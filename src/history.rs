use crate::element::Element;
use crate::error::EditorError;
use crate::util::time;
use serde::{Deserialize, Serialize};
use uuid::Uuid;

/// Category of a recorded change, shown in the history panel
#[derive(Debug, Clone, Copy, PartialEq, Eq, Serialize, Deserialize)]
#[serde(rename_all = "lowercase")]
pub enum ActionKind {
    Create,
    Edit,
    Delete,
    Save,
    Restore,
}

impl ActionKind {
    pub fn label(self) -> &'static str {
        match self {
            ActionKind::Create => "Create",
            ActionKind::Edit => "Edit",
            ActionKind::Delete => "Delete",
            ActionKind::Save => "Save",
            ActionKind::Restore => "Restore",
        }
    }

    pub fn icon(self) -> &'static str {
        match self {
            ActionKind::Create => "➕",
            ActionKind::Edit => "✏",
            ActionKind::Delete => "🗑",
            ActionKind::Save => "💾",
            ActionKind::Restore => "⟲",
        }
    }
}

/// One undoable unit of change: metadata plus a full deep copy of the
/// element collection at the moment it was recorded
#[derive(Debug, Clone)]
pub struct HistoryEntry {
    pub id: Uuid,
    pub ordinal: u64,
    /// Seconds since the UNIX epoch
    pub timestamp: f64,
    pub kind: ActionKind,
    pub description: String,
    snapshot: Vec<Element>,
}

impl HistoryEntry {
    pub fn snapshot(&self) -> &[Element] {
        &self.snapshot
    }
}

/// Linear snapshot history: an ordered log plus a cursor at the entry
/// representing current state.
///
/// Recording while the cursor sits before the tail discards the redo tail
/// first (standard linear-undo semantics). The cursor is `None` only while
/// the log is empty.
#[derive(Debug, Default)]
pub struct History {
    entries: Vec<HistoryEntry>,
    cursor: Option<usize>,
    next_ordinal: u64,
}

impl History {
    pub fn new() -> Self {
        Self::default()
    }

    pub fn entries(&self) -> &[HistoryEntry] {
        &self.entries
    }

    pub fn cursor(&self) -> Option<usize> {
        self.cursor
    }

    pub fn is_empty(&self) -> bool {
        self.entries.is_empty()
    }

    pub fn can_undo(&self) -> bool {
        self.cursor.is_some_and(|c| c > 0)
    }

    pub fn can_redo(&self) -> bool {
        self.cursor.is_some_and(|c| c + 1 < self.entries.len())
    }

    /// Append an entry for `snapshot`, discarding any redo tail, and move
    /// the cursor to it
    pub fn record(
        &mut self,
        kind: ActionKind,
        description: impl Into<String>,
        snapshot: Vec<Element>,
    ) -> &HistoryEntry {
        let keep = self.cursor.map_or(0, |c| c + 1);
        self.entries.truncate(keep);
        self.next_ordinal += 1;
        self.entries.push(HistoryEntry {
            id: Uuid::new_v4(),
            ordinal: self.next_ordinal,
            timestamp: time::epoch_secs(),
            kind,
            description: description.into(),
            snapshot,
        });
        self.cursor = Some(self.entries.len() - 1);
        self.entries.last().unwrap()
    }

    /// Step the cursor back and return the snapshot to restore. No-op
    /// (returns `None`) when already at the oldest entry or the log is empty.
    pub fn undo(&mut self) -> Option<Vec<Element>> {
        let cursor = self.cursor?;
        if cursor == 0 {
            return None;
        }
        self.cursor = Some(cursor - 1);
        Some(self.entries[cursor - 1].snapshot.clone())
    }

    /// Step the cursor forward and return the snapshot to restore. No-op
    /// when already at the newest entry.
    pub fn redo(&mut self) -> Option<Vec<Element>> {
        let cursor = self.cursor?;
        if cursor + 1 >= self.entries.len() {
            return None;
        }
        self.cursor = Some(cursor + 1);
        Some(self.entries[cursor + 1].snapshot.clone())
    }

    /// Jump the cursor to the entry with `id` and return its snapshot.
    /// Records nothing; a later `record` truncates everything after the
    /// jumped-to entry as usual.
    pub fn restore_to(&mut self, id: Uuid) -> Result<Vec<Element>, EditorError> {
        let position = self
            .entries
            .iter()
            .position(|entry| entry.id == id)
            .ok_or(EditorError::UnknownHistoryEntry(id))?;
        self.cursor = Some(position);
        Ok(self.entries[position].snapshot.clone())
    }

    /// Roll the cursor back after a refused restore
    pub(crate) fn set_cursor(&mut self, cursor: Option<usize>) {
        debug_assert!(cursor.is_none_or(|c| c < self.entries.len()));
        self.cursor = cursor;
    }

    /// Empty the log. Does not touch the live document.
    pub fn clear(&mut self) {
        self.entries.clear();
        self.cursor = None;
    }
}

#[cfg(test)]
mod tests {
    use super::*;

    fn snap(n: usize) -> Vec<Element> {
        // Distinguishable snapshots without building real elements
        let mut doc = crate::Document::new();
        for _ in 0..n {
            doc.add_element(crate::ElementKind::Text, crate::editor::DEFAULT_CANVAS_SIZE);
        }
        doc.snapshot()
    }

    #[test]
    fn cursor_tracks_last_record() {
        let mut history = History::new();
        assert_eq!(history.cursor(), None);
        history.record(ActionKind::Create, "a", snap(1));
        history.record(ActionKind::Edit, "b", snap(2));
        assert_eq!(history.cursor(), Some(1));
        assert!(history.can_undo());
        assert!(!history.can_redo());
    }

    #[test]
    fn undo_at_first_entry_is_noop() {
        let mut history = History::new();
        assert!(history.undo().is_none());
        history.record(ActionKind::Create, "a", snap(1));
        assert!(history.undo().is_none());
        assert_eq!(history.cursor(), Some(0));
    }

    #[test]
    fn restore_to_unknown_entry_is_refused() {
        let mut history = History::new();
        history.record(ActionKind::Create, "a", snap(1));
        assert!(history.restore_to(Uuid::new_v4()).is_err());
        assert_eq!(history.cursor(), Some(0));
    }
}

### YOUR OBJECTIVE
Look through the entries and copy every line in which the string "tail" appears.

### RESPONSE BOX
/// Recording while the cursor sits before the tail discards the redo tail
    /// Append an entry for `snapshot`, discarding any redo tail, and move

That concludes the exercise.